━━━ MATERIAL TO PROCESS ━━━

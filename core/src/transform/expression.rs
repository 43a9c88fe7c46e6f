use super::literal::push_member_key;
use super::{Generator, Transformer, TransformerContext};
use crate::api::CompileError;
use crate::ops::{Condition, Operation, RuntimeFn};
use crate::tree::{BinaryOp, Node, NodeKind};

pub(super) struct IdentifierTransformer;

impl Transformer for IdentifierTransformer {
    fn transform<'a>(
        &self,
        node: &'a Node<'a>,
        generator: &mut Generator<'_, 'a>,
        cx: TransformerContext,
    ) -> Result<Vec<Operation>, CompileError> {
        let NodeKind::Identifier(name) = node.kind else {
            return Err(CompileError::unsupported(node));
        };
        let mut ops = Vec::new();
        generator.load_context(&mut ops)?;
        generator.push_key(&mut ops, name)?;
        generator.emit(&mut ops, Operation::runtime(RuntimeFn::ScopeFind { safe: cx.is_safe() }))?;
        Ok(ops)
    }
}

/// Binary operators. `&&` and `||` short-circuit through branches and
/// produce a boolean; `?:` evaluates its left side null-safely.
pub(super) struct BinaryTransformer;

impl Transformer for BinaryTransformer {
    fn transform<'a>(
        &self,
        node: &'a Node<'a>,
        generator: &mut Generator<'_, 'a>,
        cx: TransformerContext,
    ) -> Result<Vec<Operation>, CompileError> {
        let NodeKind::Binary(op) = node.kind else {
            return Err(CompileError::unsupported(node));
        };
        let [left, right] = node.children else {
            return Err(CompileError::invalid(node, "binary operation needs two operands"));
        };
        let mut ops = Vec::new();
        match op {
            BinaryOp::And | BinaryOp::Or => {
                let end = generator.new_label()?;
                let exit_when = if op == BinaryOp::And {
                    Condition::IfFalse
                } else {
                    Condition::IfTrue
                };
                ops.extend(generator.transform(left, cx)?);
                generator.emit_all(
                    &mut ops,
                    [
                        Operation::runtime(RuntimeFn::Truthy),
                        Operation::Dup,
                        Operation::Branch {
                            condition: exit_when,
                            target: end,
                        },
                        Operation::Pop,
                    ],
                )?;
                ops.extend(generator.transform(right, cx)?);
                generator.emit(&mut ops, Operation::runtime(RuntimeFn::Truthy))?;
                generator.emit(&mut ops, Operation::Label(end))?;
            }
            BinaryOp::Elvis => {
                let end = generator.new_label()?;
                ops.extend(generator.transform(left, TransformerContext::Safe)?);
                generator.emit_all(
                    &mut ops,
                    [
                        Operation::Dup,
                        Operation::Branch {
                            condition: Condition::IfNonNull,
                            target: end,
                        },
                        Operation::Pop,
                    ],
                )?;
                ops.extend(generator.transform(right, cx)?);
                generator.emit(&mut ops, Operation::Label(end))?;
            }
            _ => {
                ops.extend(generator.transform(left, cx)?);
                ops.extend(generator.transform(right, cx)?);
                generator.emit(&mut ops, Operation::runtime(RuntimeFn::Binary(op)))?;
            }
        }
        Ok(ops)
    }
}

pub(super) struct UnaryTransformer;

impl Transformer for UnaryTransformer {
    fn transform<'a>(
        &self,
        node: &'a Node<'a>,
        generator: &mut Generator<'_, 'a>,
        cx: TransformerContext,
    ) -> Result<Vec<Operation>, CompileError> {
        let (NodeKind::Unary(op), [operand]) = (&node.kind, node.children) else {
            return Err(CompileError::invalid(node, "unary operation needs one operand"));
        };
        let mut ops = generator.transform(operand, cx)?;
        generator.emit(&mut ops, Operation::runtime(RuntimeFn::Unary(*op)))?;
        Ok(ops)
    }
}

pub(super) struct TernaryTransformer;

impl Transformer for TernaryTransformer {
    fn transform<'a>(
        &self,
        node: &'a Node<'a>,
        generator: &mut Generator<'_, 'a>,
        cx: TransformerContext,
    ) -> Result<Vec<Operation>, CompileError> {
        let [condition, then, otherwise] = node.children else {
            return Err(CompileError::invalid(node, "ternary needs a condition and two branches"));
        };
        let otherwise_label = generator.new_label()?;
        let end = generator.new_label()?;
        let mut ops = generator.transform(condition, cx)?;
        generator.emit(&mut ops, Operation::runtime(RuntimeFn::Truthy))?;
        generator.emit(
            &mut ops,
            Operation::Branch {
                condition: Condition::IfFalse,
                target: otherwise_label,
            },
        )?;
        let base = generator.pending()?;
        ops.extend(generator.transform(then, cx)?);
        generator.emit(&mut ops, Operation::Jump(end))?;
        generator.restore_pending(base)?;
        generator.emit(&mut ops, Operation::Label(otherwise_label))?;
        ops.extend(generator.transform(otherwise, cx)?);
        generator.emit(&mut ops, Operation::Label(end))?;
        Ok(ops)
    }
}

/// `target = value`. Evaluates to the assigned value.
pub(super) struct AssignmentTransformer;

impl Transformer for AssignmentTransformer {
    fn transform<'a>(
        &self,
        node: &'a Node<'a>,
        generator: &mut Generator<'_, 'a>,
        cx: TransformerContext,
    ) -> Result<Vec<Operation>, CompileError> {
        let [target, value] = node.children else {
            return Err(CompileError::invalid(node, "assignment needs a target and a value"));
        };
        let mut ops = Vec::new();
        generator.load_context(&mut ops)?;
        match &target.kind {
            NodeKind::Identifier(name) => {
                generator.push_key(&mut ops, *name)?;
                ops.extend(generator.transform(value, cx)?);
                generator.emit(&mut ops, Operation::runtime(RuntimeFn::ScopeAssign))?;
            }
            NodeKind::DotAccess { name, .. } => {
                let [object] = target.children else {
                    return Err(CompileError::invalid(target, "member access needs an object"));
                };
                ops.extend(generator.transform(object, cx)?);
                generator.push_key(&mut ops, *name)?;
                ops.extend(generator.transform(value, cx)?);
                generator.emit(&mut ops, Operation::runtime(RuntimeFn::AssignMember))?;
            }
            NodeKind::IndexAccess { .. } => {
                let [object, index] = target.children else {
                    return Err(CompileError::invalid(target, "index access needs an object and an index"));
                };
                ops.extend(generator.transform(object, cx)?);
                push_member_key(generator, &mut ops, index, cx)?;
                ops.extend(generator.transform(value, cx)?);
                generator.emit(&mut ops, Operation::runtime(RuntimeFn::AssignMember))?;
            }
            _ => {
                return Err(CompileError::invalid(
                    node,
                    format!("cannot assign to {}", target.tag().name()),
                ));
            }
        }
        Ok(ops)
    }
}

/// `object.name`, `object?.name` and `object[index]`.
pub(super) struct AccessTransformer;

impl Transformer for AccessTransformer {
    fn transform<'a>(
        &self,
        node: &'a Node<'a>,
        generator: &mut Generator<'_, 'a>,
        cx: TransformerContext,
    ) -> Result<Vec<Operation>, CompileError> {
        let mut ops = Vec::new();
        generator.load_context(&mut ops)?;
        let safe = match (&node.kind, node.children) {
            (NodeKind::DotAccess { name, safe }, [object]) => {
                ops.extend(generator.transform(object, cx)?);
                generator.push_key(&mut ops, *name)?;
                *safe
            }
            (NodeKind::IndexAccess { safe }, [object, index]) => {
                ops.extend(generator.transform(object, cx)?);
                push_member_key(generator, &mut ops, index, cx)?;
                *safe
            }
            _ => return Err(CompileError::invalid(node, "malformed member access")),
        };
        generator.emit(
            &mut ops,
            Operation::runtime(RuntimeFn::Dereference {
                safe: safe || cx.is_safe(),
            }),
        )?;
        Ok(ops)
    }
}

/// Function calls, method calls and `new`.
pub(super) struct InvocationTransformer;

impl Transformer for InvocationTransformer {
    fn transform<'a>(
        &self,
        node: &'a Node<'a>,
        generator: &mut Generator<'_, 'a>,
        cx: TransformerContext,
    ) -> Result<Vec<Operation>, CompileError> {
        let mut ops = Vec::new();
        generator.load_context(&mut ops)?;
        match &node.kind {
            NodeKind::FunctionCall { name } => {
                generator.push_key(&mut ops, *name)?;
                let named = arguments(generator, &mut ops, node, node.children, cx)?;
                generator.emit(&mut ops, Operation::runtime(RuntimeFn::InvokeFunction { named }))?;
            }
            NodeKind::MethodCall { name, safe } => {
                let Some((object, args)) = node.children.split_first() else {
                    return Err(CompileError::invalid(node, "method call needs a receiver"));
                };
                ops.extend(generator.transform(object, cx)?);
                generator.push_key(&mut ops, *name)?;
                let named = arguments(generator, &mut ops, node, args, cx)?;
                generator.emit(
                    &mut ops,
                    Operation::runtime(RuntimeFn::InvokeMember {
                        safe: *safe || cx.is_safe(),
                        named,
                    }),
                )?;
            }
            NodeKind::New { class } => {
                generator.push_key(&mut ops, *class)?;
                if arguments(generator, &mut ops, node, node.children, cx)? {
                    return Err(CompileError::invalid(node, "constructors take positional arguments only"));
                }
                generator.emit(&mut ops, Operation::runtime(RuntimeFn::NewObject))?;
            }
            _ => return Err(CompileError::unsupported(node)),
        }
        Ok(ops)
    }
}

/// Push the argument list of a call: an array of values, or for named
/// arguments an array alternating keys and values turned into a struct.
/// Returns whether the arguments are named.
fn arguments<'a>(
    generator: &mut Generator<'_, 'a>,
    ops: &mut Vec<Operation>,
    call: &'a Node<'a>,
    args: &'a [Node<'a>],
    cx: TransformerContext,
) -> Result<bool, CompileError> {
    let mut names = Vec::with_capacity(args.len());
    let mut values = Vec::with_capacity(args.len());
    for arg in args {
        match (&arg.kind, arg.children) {
            (NodeKind::Argument { name }, [value]) => {
                names.push(*name);
                values.push(value);
            }
            _ => return Err(CompileError::invalid(arg, "expected a call argument")),
        }
    }
    let named = names.iter().filter(|n| n.is_some()).count();
    if named != 0 && named != names.len() {
        return Err(CompileError::invalid(call, "cannot mix named and positional arguments"));
    }

    if named == 0 {
        generator.build_array(ops, &values, |generator, ops, value| {
            ops.extend(generator.transform(*value, cx)?);
            Ok(())
        })?;
        return Ok(false);
    }

    let pairs: Vec<(&'a str, &'a Node<'a>)> = names
        .into_iter()
        .flatten()
        .zip(values)
        .collect();
    let slots: Vec<(usize, bool)> = (0..pairs.len()).flat_map(|i| [(i, true), (i, false)]).collect();
    generator.build_array(ops, &slots, |generator, ops, &(i, is_key)| {
        let (name, value) = pairs[i];
        if is_key {
            generator.push_key(ops, name)
        } else {
            ops.extend(generator.transform(value, cx)?);
            Ok(())
        }
    })?;
    generator.emit(ops, Operation::runtime(RuntimeFn::StructOf))?;
    Ok(true)
}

━━━

_TO DO_. What is the number of lines in the records that include the word "names"? Answer with that number only.

_RESPONSE TO THE TASK_. 5